Dominate the Competition
Okay, so you’ve figured out which market segments you’re going to attack and you have all the data you can handle. The next step is to figure out who’s trying to take your customers away from you. It’s important to identify who will be in direct competition with you before you make a final decision about which niche market to jump into. If you do this, you’ll be reducing risk, resources and expenses.
For example, you may have a new and unique shoe that you want to sell. Unfortunately, competing with every shoe retailer in a multi-billion dollar product category is monumentally difficult. Secondarily, if you narrow the market down to a single style of shoe, you may still be dealing with a billion dollar product category. However, if you target a specific niche, for instance one particular style of orthopedic men’s dress shoes, the market segment becomes smaller and much easier to break into with a new product.
Undercut the Competition
Once you’ve identified your competitors, it’s time to undercut them. Niche markets can be finicky and they may only be able to support one company in that niche. When pricing your product lower than your competitor, it’s important to be the first company that settles into this low-price area. It’s also important to have secondary sources of service and product differences with your competitors.
Position Your Product
A final way to dominate your niche is to provide a clear and targeted positioning message. You must position your product as unique and different from your competitor’s product. Examine what you offer against other products that your 20-percenters are buying. If there are no differences, create some. Secondly, position your product correctly with your target audience by solving the equation of product + advertising + price + distribution. If you get this mix right based on your research and how you differentiate your business and your product from your competition, you’ll dominate the niche market that you’ve chosen.
3 - Staying On Top In An Economic Downturn
Small retailers, whether online or on Main Street, are often the first businesses to feel the effects of an economic downturn. In many cases, a smaller retail business is unable to compete with the pricing that the larger big box department stores get, and customers are forced to buy at the lower prices of the big stores. But there are things that a smaller retailer can do to survive in a bad economy. With some imagination and a grass roots effort that includes your best customers spreading the word, a small business can even grow in a bad economy.
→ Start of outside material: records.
//! `ancc ast`/`ancc lexer` pretty-printers (SPEC_FULL.md "Supplemented
//! features" 1-2, grounded on the original `main.c`'s `ast_print` and
//! `lexer_print`). Neither is on the hot compile path — both exist so a
//! source file's tokens or tree can be inspected standalone and so
//! golden-file tests have something stable to snapshot.

use std::fmt::Write;

use crate::ast::*;
use crate::lexer::Token;

/// One line per token: kind, source slice, and position.
pub fn print_tokens(tokens: &[Token]) -> String {
    let mut out = String::new();
    for tok in tokens {
        let text = if tok.kind == crate::lexer::TokenKind::Newline {
            "\\n"
        } else {
            tok.text
        };
        let _ = writeln!(out, "{:>4}:{:<3} {:?} {:?}", tok.span.line, tok.span.column, tok.kind, text);
    }
    out
}

/// Recursive indented dump of a parsed tree, rooted at a `Program` node.
pub fn print_ast(node: &Node) -> String {
    let mut out = String::new();
    write_node(&mut out, node, 0);
    out
}

fn indent(out: &mut String, depth: usize) {
    for _ in 0..depth {
        out.push_str("  ");
    }
}

fn write_node(out: &mut String, node: &Node, depth: usize) {
    indent(out, depth);
    match &node.kind {
        NodeKind::Program(p) => {
            let _ = writeln!(out, "Program");
            for decl in &p.declarations {
                write_node(out, decl, depth + 1);
            }
        }
        NodeKind::ImportDecl(i) => {
            let _ = writeln!(
                out,
                "Import {} ({}) [{}]",
                i.module_path,
                if i.is_export { "export" } else { "import" },
                i.names.iter().map(|n| n.name).collect::<Vec<_>>().join(", ")
            );
        }
        NodeKind::ConstDecl(c) => {
            let _ = writeln!(out, "Const {}", c.name);
            write_node(out, c.value, depth + 1);
        }
        NodeKind::VarDecl(v) => {
            let _ = writeln!(out, "Var {}", v.name);
            if let Some(value) = v.value {
                write_node(out, value, depth + 1);
            }
        }
        NodeKind::FuncDecl(f) => {
            let _ = writeln!(
                out,
                "Func {}{}({})",
                f.name,
                if f.type_params.is_empty() {
                    String::new()
                } else {
                    format!("[{}]", f.type_params.iter().map(|t| t.name).collect::<Vec<_>>().join(", "))
                },
                f.params.iter().map(|p| p.name).collect::<Vec<_>>().join(", ")
            );
            for stmt in &f.body {
                write_node(out, stmt, depth + 1);
            }
        }
        NodeKind::StructDecl(s) => {
            let _ = writeln!(out, "Struct {}", s.name);
            for field in &s.fields {
                indent(out, depth + 1);
                let _ = writeln!(out, "field {}", field.name);
            }
            for method in &s.methods {
                write_node(out, method, depth + 1);
            }
        }
        NodeKind::InterfaceDecl(i) => {
            let _ = writeln!(out, "Interface {}", i.name);
            for sig in &i.method_sigs {
                write_node(out, sig, depth + 1);
            }
        }
        NodeKind::EnumDecl(e) => {
            let _ = writeln!(
                out,
                "Enum {} [{}]",
                e.name,
                e.variants.iter().map(|v| v.name).collect::<Vec<_>>().join(", ")
            );
        }
        NodeKind::Stmt(stmt) => write_stmt(out, stmt, depth),
        NodeKind::Expr(expr) => write_expr(out, expr, depth),
        NodeKind::TypeExpr(ty) => write_type_expr(out, ty, depth),
    }
}

fn write_stmt(out: &mut String, stmt: &Stmt, depth: usize) {
    match stmt {
        Stmt::Return { value } => {
            let _ = writeln!(out, "Return");
            if let Some(value) = value {
                write_node(out, value, depth + 1);
            }
        }
        Stmt::If { condition, then_body, elseifs, else_body } => {
            let _ = writeln!(out, "If");
            write_node(out, condition, depth + 1);
            for s in then_body {
                write_node(out, s, depth + 1);
            }
            for branch in elseifs {
                indent(out, depth);
                let _ = writeln!(out, "Elseif");
                write_node(out, branch.condition, depth + 1);
                for s in &branch.body {
                    write_node(out, s, depth + 1);
                }
            }
            if !else_body.is_empty() {
                indent(out, depth);
                let _ = writeln!(out, "Else");
                for s in else_body {
                    write_node(out, s, depth + 1);
                }
            }
        }
        Stmt::For { var_name, start, end, step, body } => {
            let _ = writeln!(out, "For {var_name}");
            write_node(out, start, depth + 1);
            write_node(out, end, depth + 1);
            if let Some(step) = step {
                write_node(out, step, depth + 1);
            }
            for s in body {
                write_node(out, s, depth + 1);
            }
        }
        Stmt::While { condition, body } => {
            let _ = writeln!(out, "While");
            write_node(out, condition, depth + 1);
            for s in body {
                write_node(out, s, depth + 1);
            }
        }
        Stmt::Break => {
            let _ = writeln!(out, "Break");
        }
        Stmt::Continue => {
            let _ = writeln!(out, "Continue");
        }
        Stmt::Match { subject, cases, else_body } => {
            let _ = writeln!(out, "Match");
            write_node(out, subject, depth + 1);
            for case in cases {
                indent(out, depth + 1);
                let _ = writeln!(out, "Case");
                for v in &case.values {
                    write_node(out, v, depth + 2);
                }
                for s in &case.body {
                    write_node(out, s, depth + 2);
                }
            }
            if !else_body.is_empty() {
                indent(out, depth + 1);
                let _ = writeln!(out, "Else");
                for s in else_body {
                    write_node(out, s, depth + 2);
                }
            }
        }
        Stmt::Assign { target, value } => {
            let _ = writeln!(out, "Assign");
            write_node(out, target, depth + 1);
            write_node(out, value, depth + 1);
        }
        Stmt::CompoundAssign { op, target, value } => {
            let _ = writeln!(out, "CompoundAssign {op:?}");
            write_node(out, target, depth + 1);
            write_node(out, value, depth + 1);
        }
        Stmt::ExprStmt { expr } => write_node(out, expr, depth),
    }
}

fn write_expr(out: &mut String, expr: &Expr, depth: usize) {
    match expr {
        Expr::IntegerLiteral { text } => {
            let _ = writeln!(out, "Int {text}");
        }
        Expr::FloatLiteral { text } => {
            let _ = writeln!(out, "Float {text}");
        }
        Expr::StringLiteral { text } => {
            let _ = writeln!(out, "Str {text:?}");
        }
        Expr::BoolLiteral { value } => {
            let _ = writeln!(out, "Bool {value}");
        }
        Expr::NullLiteral => {
            let _ = writeln!(out, "Null");
        }
        Expr::Identifier { name } => {
            let _ = writeln!(out, "Ident {name}");
        }
        Expr::SelfExpr => {
            let _ = writeln!(out, "Self");
        }
        Expr::Binary { op, left, right } => {
            let _ = writeln!(out, "Binary {op:?}");
            write_node(out, left, depth + 1);
            write_node(out, right, depth + 1);
        }
        Expr::Unary { op, operand } => {
            let _ = writeln!(out, "Unary {op:?}");
            write_node(out, operand, depth + 1);
        }
        Expr::Paren { inner } => write_node(out, inner, depth),
        Expr::Call { callee, type_args, args } => {
            let _ = writeln!(out, "Call [{} type args]", type_args.len());
            write_node(out, callee, depth + 1);
            for a in args {
                write_node(out, a, depth + 1);
            }
        }
        Expr::FieldAccess { object, field_name } => {
            let _ = writeln!(out, "FieldAccess .{field_name}");
            write_node(out, object, depth + 1);
        }
        Expr::MethodCall { object, method_name, args } => {
            let _ = writeln!(out, "MethodCall .{method_name}");
            write_node(out, object, depth + 1);
            for a in args {
                write_node(out, a, depth + 1);
            }
        }
        Expr::StructLiteral { struct_name, type_args, fields } => {
            let _ = writeln!(out, "StructLiteral {struct_name} [{} type args]", type_args.len());
            for f in fields {
                indent(out, depth + 1);
                let _ = writeln!(out, "{} =", f.name);
                write_node(out, f.value, depth + 2);
            }
        }
        Expr::Cast { expr, target_type } => {
            let _ = writeln!(out, "Cast");
            write_node(out, expr, depth + 1);
            write_node(out, target_type, depth + 1);
        }
        Expr::Sizeof { type_node } => {
            let _ = writeln!(out, "Sizeof");
            write_node(out, type_node, depth + 1);
        }
        Expr::ArrayLiteral { elements } => {
            let _ = writeln!(out, "ArrayLiteral [{}]", elements.len());
            for e in elements {
                write_node(out, e, depth + 1);
            }
        }
        Expr::Index { object, index } => {
            let _ = writeln!(out, "Index");
            write_node(out, object, depth + 1);
            write_node(out, index, depth + 1);
        }
    }
}

fn write_type_expr(out: &mut String, ty: &TypeExpr, depth: usize) {
    match ty {
        TypeExpr::Simple { name, type_args } => {
            let _ = writeln!(out, "Type {name} [{} args]", type_args.len());
            for a in type_args {
                write_node(out, a, depth + 1);
            }
        }
        TypeExpr::Reference { inner } => {
            let _ = writeln!(out, "&");
            write_node(out, inner, depth + 1);
        }
        TypeExpr::Pointer { inner } => {
            let _ = writeln!(out, "*");
            write_node(out, inner, depth + 1);
        }
        TypeExpr::Array { inner, size_expr } => {
            let _ = writeln!(out, "Array");
            write_node(out, inner, depth + 1);
            write_node(out, size_expr, depth + 1);
        }
        TypeExpr::Slice { inner } => {
            let _ = writeln!(out, "Slice");
            write_node(out, inner, depth + 1);
        }
    }
}

#[cfg(test)]
mod tests {
    use super::*;
    use crate::arena::Arena;
    use crate::errors::Errors;
    use crate::parser::Parser;

    #[test]
    fn prints_a_function_declaration() {
        let arena = Arena::new();
        let mut errors = Errors::new();
        let src = "func add(a: int, b: int): int return a + b end\n";
        let ast = Parser::parse(&arena, &mut errors, src);
        let dump = print_ast(ast);
        assert!(dump.starts_with("Program\n"));
        assert!(dump.contains("Func add(a, b)"));
        assert!(dump.contains("Binary Add"));
    }

    #[test]
    fn prints_tokens_with_position() {
        use crate::lexer::Lexer;
        let mut errors = Errors::new();
        let tokens = Lexer::tokenize("const x = 1\n", &mut errors);
        let dump = print_tokens(&tokens);
        assert!(dump.contains("Const"));
        assert!(dump.contains("IntegerLiteral"));
    }
}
The first thing a small retail business needs to do is get its customers involved in referring new clients in a bad economy. Start giving out business cards to all of your customers with spaces on the back to write their name and contact information. Have your customers hand those cards out to anyone they know to encourage those people to visit your store. The card offers a 10 percent discount to your new customers, and it pays your referring customer $10. Word of mouth is one of the strongest forms of advertising, and a small cash reward can inspire your clients to start sending a slew of new customers your way. Make sure that the card states that the 10 percent discount is only for the first order, and the $10 reward is only paid once for each new client.
Add More Value
When clients are given a better value, then they tend to shop at a smaller store more often. One of the problems that people often encounter when shopping at a larger retail store is the lack of knowledgeable personnel available to assist customers with buying decisions. A smaller retail store should take the time to educate the staff so that customers can be assisted immediately with accurate answers to product questions.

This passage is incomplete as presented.